Task directions >>
Repeat the records below in their entirety, exactly.

Stored data >>
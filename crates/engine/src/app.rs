//! Application state and composition.

use std::sync::Arc;

use forge_domain::{Bestiary, ReferenceTables};

use crate::infrastructure::{
    clock::{SeededRandom, SystemClock, SystemRandom},
    content_sources::{BestEffortContent, Dnd5eApiClient, NoContent},
    persistence::JsonHistoryRepo,
    ports::{CharacterHistoryRepo, ClockPort, ContentProviderPort, RandomPort},
    settings::ForgeConfig,
};
use crate::use_cases::{CharacterUseCases, EncounterUseCases, EngineError, Enrichment};

/// Main application state.
pub struct App {
    pub config: ForgeConfig,
    pub tables: Arc<ReferenceTables>,
    pub use_cases: UseCases,
}

/// Container for all use cases.
pub struct UseCases {
    pub character: CharacterUseCases,
    pub encounter: EncounterUseCases,
    pub enrichment: Enrichment,
}

/// Port implementations the use cases run on.
pub struct Adapters {
    pub history: Arc<dyn CharacterHistoryRepo>,
    pub content: Arc<dyn ContentProviderPort>,
    pub clock: Arc<dyn ClockPort>,
    pub random: Arc<dyn RandomPort>,
}

impl App {
    pub fn new(config: ForgeConfig, tables: ReferenceTables, adapters: Adapters) -> Self {
        let tables = Arc::new(tables);
        let use_cases = UseCases {
            character: CharacterUseCases::new(
                tables.clone(),
                adapters.history,
                adapters.clock,
                adapters.random,
                config.assembly_options(),
            ),
            encounter: EncounterUseCases::new(
                Arc::new(Bestiary::builtin()),
                config.encounter_budget(),
                adapters.content.clone(),
            ),
            enrichment: Enrichment::new(adapters.content),
        };
        Self {
            config,
            tables,
            use_cases,
        }
    }

    /// Wire the production adapters described by `config`.
    pub async fn from_config(config: ForgeConfig) -> Result<Self, EngineError> {
        let tables = load_tables(&config).await?;
        let clock: Arc<dyn ClockPort> = Arc::new(SystemClock::new());

        let random: Arc<dyn RandomPort> = match config.seed {
            Some(seed) => {
                tracing::info!(seed, "Using seeded random generator");
                Arc::new(SeededRandom::new(seed))
            }
            None => Arc::new(SystemRandom::new()),
        };

        let content: Arc<dyn ContentProviderPort> = if config.content.enabled {
            let client = Dnd5eApiClient::new(&config.content.api_url, config.content.timeout);
            Arc::new(BestEffortContent::new(
                Arc::new(client),
                config.content.timeout,
                config.content.cache_ttl,
                clock.clone(),
            ))
        } else {
            tracing::info!("Remote content disabled");
            Arc::new(NoContent)
        };

        let history: Arc<dyn CharacterHistoryRepo> =
            Arc::new(JsonHistoryRepo::new(&config.data_dir, config.history_limit));

        tracing::debug!(
            data_dir = %config.data_dir.display(),
            history_limit = config.history_limit,
            "Engine configured"
        );

        Ok(Self::new(
            config,
            tables,
            Adapters {
                history,
                content,
                clock,
                random,
            },
        ))
    }
}

/// Built-in tables, or the JSON override named by `FORGE_TABLES_PATH`.
async fn load_tables(config: &ForgeConfig) -> Result<ReferenceTables, EngineError> {
    let Some(path) = &config.tables_path else {
        return Ok(ReferenceTables::builtin());
    };
    let tables_error = |message: String| EngineError::Tables {
        path: path.display().to_string(),
        message,
    };
    let text = tokio::fs::read_to_string(path)
        .await
        .map_err(|e| tables_error(e.to_string()))?;
    let tables = ReferenceTables::from_json(&text).map_err(|e| tables_error(e.to_string()))?;
    tracing::info!(
        path = %path.display(),
        races = tables.races().len(),
        classes = tables.classes().len(),
        backgrounds = tables.backgrounds().len(),
        "Loaded reference tables"
    );
    Ok(tables)
}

Solution >>
filename crates/engine/src/app.rs
//! Application state and composition.

use std::sync::Arc;

use forge_domain::{Bestiary, ReferenceTables};

use crate::infrastructure::{
    clock::{SeededRandom, SystemClock, SystemRandom},
    content_sources::{BestEffortContent, Dnd5eApiClient, NoContent},
    persistence::JsonHistoryRepo,
    ports::{CharacterHistoryRepo, ClockPort, ContentProviderPort, RandomPort},
    settings::ForgeConfig,
};
use crate::use_cases::{CharacterUseCases, EncounterUseCases, EngineError, Enrichment};

/// Main application state.
pub struct App {
    pub config: ForgeConfig,
    pub tables: Arc<ReferenceTables>,
    pub use_cases: UseCases,
}

/// Container for all use cases.
pub struct UseCases {
    pub character: CharacterUseCases,
    pub encounter: EncounterUseCases,
    pub enrichment: Enrichment,
}

/// Port implementations the use cases run on.
pub struct Adapters {
    pub history: Arc<dyn CharacterHistoryRepo>,
    pub content: Arc<dyn ContentProviderPort>,
    pub clock: Arc<dyn ClockPort>,
    pub random: Arc<dyn RandomPort>,
}

impl App {
    pub fn new(config: ForgeConfig, tables: ReferenceTables, adapters: Adapters) -> Self {
        let tables = Arc::new(tables);
        let use_cases = UseCases {
            character: CharacterUseCases::new(
                tables.clone(),
                adapters.history,
                adapters.clock,
                adapters.random,
                config.assembly_options(),
            ),
            encounter: EncounterUseCases::new(
                Arc::new(Bestiary::builtin()),
                config.encounter_budget(),
                adapters.content.clone(),
            ),
            enrichment: Enrichment::new(adapters.content),
        };
        Self {
            config,
            tables,
            use_cases,
        }
    }

    /// Wire the production adapters described by `config`.
    pub async fn from_config(config: ForgeConfig) -> Result<Self, EngineError> {
        let tables = load_tables(&config).await?;
        let clock: Arc<dyn ClockPort> = Arc::new(SystemClock::new());

        let random: Arc<dyn RandomPort> = match config.seed {
            Some(seed) => {
                tracing::info!(seed, "Using seeded random generator");
                Arc::new(SeededRandom::new(seed))
            }
            None => Arc::new(SystemRandom::new()),
        };

        let content: Arc<dyn ContentProviderPort> = if config.content.enabled {
            let client = Dnd5eApiClient::new(&config.content.api_url, config.content.timeout);
            Arc::new(BestEffortContent::new(
                Arc::new(client),
                config.content.timeout,
                config.content.cache_ttl,
                clock.clone(),
            ))
        } else {
            tracing::info!("Remote content disabled");
            Arc::new(NoContent)
        };

        let history: Arc<dyn CharacterHistoryRepo> =
            Arc::new(JsonHistoryRepo::new(&config.data_dir, config.history_limit));

        tracing::debug!(
            data_dir = %config.data_dir.display(),
            history_limit = config.history_limit,
            "Engine configured"
        );

        Ok(Self::new(
            config,
            tables,
            Adapters {
                history,
                content,
                clock,
                random,
            },
        ))
    }
}

/// Built-in tables, or the JSON override named by `FORGE_TABLES_PATH`.
async fn load_tables(config: &ForgeConfig) -> Result<ReferenceTables, EngineError> {
    let Some(path) = &config.tables_path else {
        return Ok(ReferenceTables::builtin());
    };
    let tables_error = |message: String| EngineError::Tables {
        path: path.display().to_string(),
        message,
    };
    let text = tokio::fs::read_to_string(path)
        .await
        .map_err(|e| tables_error(e.to_string()))?;
    let tables = ReferenceTables::from_json(&text).map_err(|e| tables_error(e.to_string()))?;
    tracing::info!(
        path = %path.display(),
        races = tables.races().len(),
        classes = tables.classes().len(),
        backgrounds = tables.backgrounds().len(),
        "Loaded reference tables"
    );
    Ok(tables)
}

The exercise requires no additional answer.